Written by Chris “Pasteur” Rafalik
As you are beginning to look at some of your first recipes, it is easy to become overwhelmed by the alphabet soup of acronyms that most experienced brewers just take for granted: OG (original gravity), ABV (Alcohol by Volume), IBU (International Bittering Units)… the list goes on and on. One of the acronyms frequently seen included in a recipe is DME or Dry Malt Extract.
The question logically follows – What is Dry Malt Extract and when/how/why do I use it?
Dry Malt Extract (DME) is a powdered version of Liquid Malt Extract (LME). LME is the molasses-like syrup you may have seen at the homebrew store. In order to really understand what DME is, we need to take a very simplified view of the use grains in making beer. All beers have four common ingredients water (the liquid), hops (for biterness and aroma), grain (to provide flavor and carbohydrates), and yeast (to eat the carbohydrates and produce CO2 and alcohol). In order for the grain to be useful in a beer, the carbohydrate “goodies” must be extracted. These goodies are extracted by cracking the grains open and mixing them with water at very specific temperatures for a period of time. During that time, a complex series of enzymes react with the carbohydrates in the grain and produce simpler fermentable and non-fermentable sugars. A quick Google search on this process will yield reams of information.
The results of this process is a gloriously sweet bready liquid known as wort. The wort is ready to be boiled with hops, cooled, and fermented with yeast. However, not all brewers are interested or able to produce the wort from grains on their own. These brewers prefer to purchase the results of this process. Due to weight issues, purchasing 5 or 6 gallons of this liquid would be logistically challenging to say the least. The obvious solution is to remove the water from the wort. If only some of the water is removed, the resulting product is the “molasses-like” LME. If the process is taken a bit farther, a bone-dry powder called Dry Malt Extract (DME) is created.
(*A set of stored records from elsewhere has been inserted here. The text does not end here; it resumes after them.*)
//! Search-distribution configuration.

use serde::{Deserialize, Serialize};

use crate::error::{CapmixError, Result};

/// Parameters of the CMA-ES search distribution.
///
/// # Builder Pattern
///
/// ```
/// use capmix::cmaes::CmaesConfig;
///
/// let config = CmaesConfig::default()
///     .with_sigma(2.0)
///     .with_population(20)
///     .with_seed(42);
/// ```
#[derive(Debug, Clone, Serialize, Deserialize)]
pub struct CmaesConfig {
    /// Initial global step size. The search starts from a zero centroid,
    /// so sigma sets how far the first generations reach into capacity
    /// space.
    pub sigma: f64,

    /// Population size per generation. `None` auto-selects
    /// `4 + ⌊3 ln n⌋` from the parameter dimensionality.
    pub population: Option<usize>,

    /// Random seed for reproducible runs. `None` seeds from entropy.
    pub seed: Option<u64>,
}

impl Default for CmaesConfig {
    fn default() -> Self {
        Self {
            sigma: 2.0,
            population: None,
            seed: None,
        }
    }
}

impl CmaesConfig {
    /// Sets the initial step size.
    pub fn with_sigma(mut self, sigma: f64) -> Self {
        self.sigma = sigma;
        self
    }

    /// Overrides the auto-selected population size.
    pub fn with_population(mut self, n: usize) -> Self {
        self.population = Some(n);
        self
    }

    /// Sets the random seed.
    pub fn with_seed(mut self, seed: u64) -> Self {
        self.seed = Some(seed);
        self
    }

    /// Population size for a given parameter dimensionality.
    pub fn population_for(&self, dimension: usize) -> usize {
        self.population
            .unwrap_or_else(|| 4 + (3.0 * (dimension as f64).ln()).floor() as usize)
    }

    /// Checks parameters that are fatal at setup.
    pub fn validate(&self) -> Result<()> {
        if !(self.sigma > 0.0) {
            return Err(CapmixError::Config(format!(
                "step size {} must be positive",
                self.sigma
            )));
        }
        if self.population == Some(0) || self.population == Some(1) {
            return Err(CapmixError::Config(
                "population must be at least 2".into(),
            ));
        }
        Ok(())
    }
}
It stands to reason that the flavor of the DME is dependant on the types of grains used to create it. DME can be purchased in a variety of flavors, depending on the type of beer that you are purchasing.
How do I use DME?
DME may be used in any beer recipe. If the recipe calls for Liquid Malt, a standard conversion is 0.8 pounds of DME for every 1 pound of LME called for. The DME is added to enough boiling water to allow it to dissolve completely (usually 1-2 gallons of water as a minimum for a five gallon recipe). Once the DME is added, turn off the heat source. This will let the DME dissolve into the water without sinking to the bottom and scorching. (The same is true for adding LME.) This concentrated wort can be dilluted down later to represent the full recipe volume. After the DME has been fully dissolved, it should be returned to a boil. Note that when the wort is returned to a boil, it WILL foam significantly and can make quite a mess. Make sure that the pot is not completely full… or prepare to do some cleaning. From here, procede with the boil and hops additions as indicated by the recipe.
If the recipe being used is an all-grain recipe, a few simple calculations will be needed. On average, 1 pound of DME when added to 1 gallon of water will produce a wort with an OG (original gravity) of 1.044. Therefore, a 5 gallon recipe with 6 pounds of DME will yield an original gravity of approximately 1.052 (6 lbs. DME X 1.044 = 2.640/5 gallons=1.052).
Many all grain brewers keep DME on hand for use in making a Yeast Starter or to boost up the OG (original gravity) of a wort if it came out a bit lighter than expected.